§ Work order:
Every line of the records below from the line with "self.placed.push(token);" up to and including the line with "while slots remain" must be reproduced exactly, and no line outside that range.

§ Saved entries:
• • •

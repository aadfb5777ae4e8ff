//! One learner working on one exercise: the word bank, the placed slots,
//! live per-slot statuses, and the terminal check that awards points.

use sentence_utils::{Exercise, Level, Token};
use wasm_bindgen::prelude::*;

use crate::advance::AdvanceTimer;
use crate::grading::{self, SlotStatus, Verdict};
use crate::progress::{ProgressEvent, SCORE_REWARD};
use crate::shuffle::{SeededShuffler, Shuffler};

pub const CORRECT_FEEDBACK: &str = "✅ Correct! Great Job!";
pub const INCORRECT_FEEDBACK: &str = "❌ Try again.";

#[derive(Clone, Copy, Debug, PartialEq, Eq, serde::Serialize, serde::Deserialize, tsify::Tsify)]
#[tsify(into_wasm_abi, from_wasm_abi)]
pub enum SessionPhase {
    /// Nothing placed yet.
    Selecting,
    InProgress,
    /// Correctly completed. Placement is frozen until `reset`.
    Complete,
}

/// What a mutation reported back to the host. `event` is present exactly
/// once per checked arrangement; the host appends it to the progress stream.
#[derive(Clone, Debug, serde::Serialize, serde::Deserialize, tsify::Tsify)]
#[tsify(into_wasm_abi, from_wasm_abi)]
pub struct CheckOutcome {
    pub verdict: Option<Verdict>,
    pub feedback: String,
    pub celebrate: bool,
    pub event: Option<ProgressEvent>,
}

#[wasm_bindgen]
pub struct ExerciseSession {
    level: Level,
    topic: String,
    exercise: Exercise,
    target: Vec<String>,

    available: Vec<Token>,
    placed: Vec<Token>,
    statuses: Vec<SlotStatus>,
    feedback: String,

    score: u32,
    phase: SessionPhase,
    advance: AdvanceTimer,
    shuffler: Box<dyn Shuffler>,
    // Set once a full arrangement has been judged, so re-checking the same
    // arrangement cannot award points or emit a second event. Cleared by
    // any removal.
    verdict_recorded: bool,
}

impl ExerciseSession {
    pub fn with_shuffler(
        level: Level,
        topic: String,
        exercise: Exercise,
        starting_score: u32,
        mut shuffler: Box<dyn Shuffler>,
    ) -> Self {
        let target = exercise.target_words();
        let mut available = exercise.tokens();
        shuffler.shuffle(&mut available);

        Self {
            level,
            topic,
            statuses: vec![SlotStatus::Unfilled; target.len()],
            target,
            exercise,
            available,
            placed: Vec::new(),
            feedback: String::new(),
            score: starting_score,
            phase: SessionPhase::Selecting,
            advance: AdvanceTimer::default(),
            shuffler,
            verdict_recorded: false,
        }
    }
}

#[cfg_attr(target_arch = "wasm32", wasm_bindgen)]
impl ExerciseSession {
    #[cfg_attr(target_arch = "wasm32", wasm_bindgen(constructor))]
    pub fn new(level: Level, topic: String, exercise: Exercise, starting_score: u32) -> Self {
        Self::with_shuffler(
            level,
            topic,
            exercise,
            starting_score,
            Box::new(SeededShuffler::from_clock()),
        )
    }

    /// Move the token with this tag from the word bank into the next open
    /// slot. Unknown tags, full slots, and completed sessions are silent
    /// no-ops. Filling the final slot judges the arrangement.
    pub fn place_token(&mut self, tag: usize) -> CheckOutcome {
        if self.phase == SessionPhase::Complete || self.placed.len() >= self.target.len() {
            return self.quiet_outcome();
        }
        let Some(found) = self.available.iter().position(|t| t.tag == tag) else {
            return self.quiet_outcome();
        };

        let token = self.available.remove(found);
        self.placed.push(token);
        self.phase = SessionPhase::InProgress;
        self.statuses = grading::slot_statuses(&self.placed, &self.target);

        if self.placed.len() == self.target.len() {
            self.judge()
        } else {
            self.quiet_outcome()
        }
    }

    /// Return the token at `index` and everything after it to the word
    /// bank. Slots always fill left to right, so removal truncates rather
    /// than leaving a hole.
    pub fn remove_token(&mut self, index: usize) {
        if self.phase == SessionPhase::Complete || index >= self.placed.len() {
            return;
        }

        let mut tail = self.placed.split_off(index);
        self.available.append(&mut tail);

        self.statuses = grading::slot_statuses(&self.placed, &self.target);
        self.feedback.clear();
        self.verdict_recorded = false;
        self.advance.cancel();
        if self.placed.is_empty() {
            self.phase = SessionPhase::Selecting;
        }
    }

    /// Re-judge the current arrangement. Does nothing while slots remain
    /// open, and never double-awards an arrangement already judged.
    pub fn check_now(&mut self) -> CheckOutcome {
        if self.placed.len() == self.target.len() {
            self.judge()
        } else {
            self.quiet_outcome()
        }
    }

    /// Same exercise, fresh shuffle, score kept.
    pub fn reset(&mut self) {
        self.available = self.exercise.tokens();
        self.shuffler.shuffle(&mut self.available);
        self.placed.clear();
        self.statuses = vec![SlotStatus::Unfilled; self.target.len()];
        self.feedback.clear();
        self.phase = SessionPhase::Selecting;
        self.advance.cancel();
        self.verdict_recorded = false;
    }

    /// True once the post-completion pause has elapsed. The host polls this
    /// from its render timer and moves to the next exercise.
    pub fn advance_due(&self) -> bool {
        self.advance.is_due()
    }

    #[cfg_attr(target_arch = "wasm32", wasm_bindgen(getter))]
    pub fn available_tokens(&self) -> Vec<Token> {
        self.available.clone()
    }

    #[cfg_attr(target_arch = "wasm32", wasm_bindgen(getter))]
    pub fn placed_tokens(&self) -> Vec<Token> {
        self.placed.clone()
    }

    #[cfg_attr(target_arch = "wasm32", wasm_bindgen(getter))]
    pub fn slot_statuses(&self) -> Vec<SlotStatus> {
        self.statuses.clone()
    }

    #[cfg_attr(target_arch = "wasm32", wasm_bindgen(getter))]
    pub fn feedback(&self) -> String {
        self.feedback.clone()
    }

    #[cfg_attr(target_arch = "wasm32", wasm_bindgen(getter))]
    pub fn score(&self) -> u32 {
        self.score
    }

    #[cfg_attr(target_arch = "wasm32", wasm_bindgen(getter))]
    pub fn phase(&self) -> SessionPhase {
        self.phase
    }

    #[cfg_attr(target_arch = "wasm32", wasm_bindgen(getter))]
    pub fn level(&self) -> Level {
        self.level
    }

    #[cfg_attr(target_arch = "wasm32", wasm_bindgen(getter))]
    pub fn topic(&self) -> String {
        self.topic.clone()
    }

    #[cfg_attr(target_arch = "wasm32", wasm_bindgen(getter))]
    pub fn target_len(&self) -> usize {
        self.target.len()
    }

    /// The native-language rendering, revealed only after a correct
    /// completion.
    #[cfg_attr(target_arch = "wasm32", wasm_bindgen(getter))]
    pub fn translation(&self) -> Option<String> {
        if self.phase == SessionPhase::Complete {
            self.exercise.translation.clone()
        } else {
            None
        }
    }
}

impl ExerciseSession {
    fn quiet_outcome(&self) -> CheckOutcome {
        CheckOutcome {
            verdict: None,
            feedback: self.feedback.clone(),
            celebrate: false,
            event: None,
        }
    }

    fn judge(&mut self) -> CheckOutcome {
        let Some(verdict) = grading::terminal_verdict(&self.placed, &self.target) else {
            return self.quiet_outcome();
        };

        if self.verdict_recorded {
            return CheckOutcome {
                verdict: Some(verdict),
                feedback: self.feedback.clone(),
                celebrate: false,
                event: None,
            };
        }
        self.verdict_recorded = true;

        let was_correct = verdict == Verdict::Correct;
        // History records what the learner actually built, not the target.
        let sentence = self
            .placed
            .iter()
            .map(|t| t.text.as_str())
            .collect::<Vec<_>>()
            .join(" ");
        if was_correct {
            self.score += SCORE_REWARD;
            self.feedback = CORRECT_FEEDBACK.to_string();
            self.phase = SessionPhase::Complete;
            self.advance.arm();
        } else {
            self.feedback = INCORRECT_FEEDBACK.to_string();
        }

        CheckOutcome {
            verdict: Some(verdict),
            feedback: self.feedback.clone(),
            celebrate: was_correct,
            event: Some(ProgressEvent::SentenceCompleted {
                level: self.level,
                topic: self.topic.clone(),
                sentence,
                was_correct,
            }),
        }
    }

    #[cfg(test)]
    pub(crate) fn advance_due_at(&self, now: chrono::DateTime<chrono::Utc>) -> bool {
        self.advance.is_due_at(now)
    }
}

• • •

§ Response:
        self.placed.push(token);
        self.phase = SessionPhase::InProgress;
        self.statuses = grading::slot_statuses(&self.placed, &self.target);

        if self.placed.len() == self.target.len() {
            self.judge()
        } else {
            self.quiet_outcome()
        }
    }

    /// Return the token at `index` and everything after it to the word
    /// bank. Slots always fill left to right, so removal truncates rather
    /// than leaving a hole.
    pub fn remove_token(&mut self, index: usize) {
        if self.phase == SessionPhase::Complete || index >= self.placed.len() {
            return;
        }

        let mut tail = self.placed.split_off(index);
        self.available.append(&mut tail);

        self.statuses = grading::slot_statuses(&self.placed, &self.target);
        self.feedback.clear();
        self.verdict_recorded = false;
        self.advance.cancel();
        if self.placed.is_empty() {
            self.phase = SessionPhase::Selecting;
        }
    }

    /// Re-judge the current arrangement. Does nothing while slots remain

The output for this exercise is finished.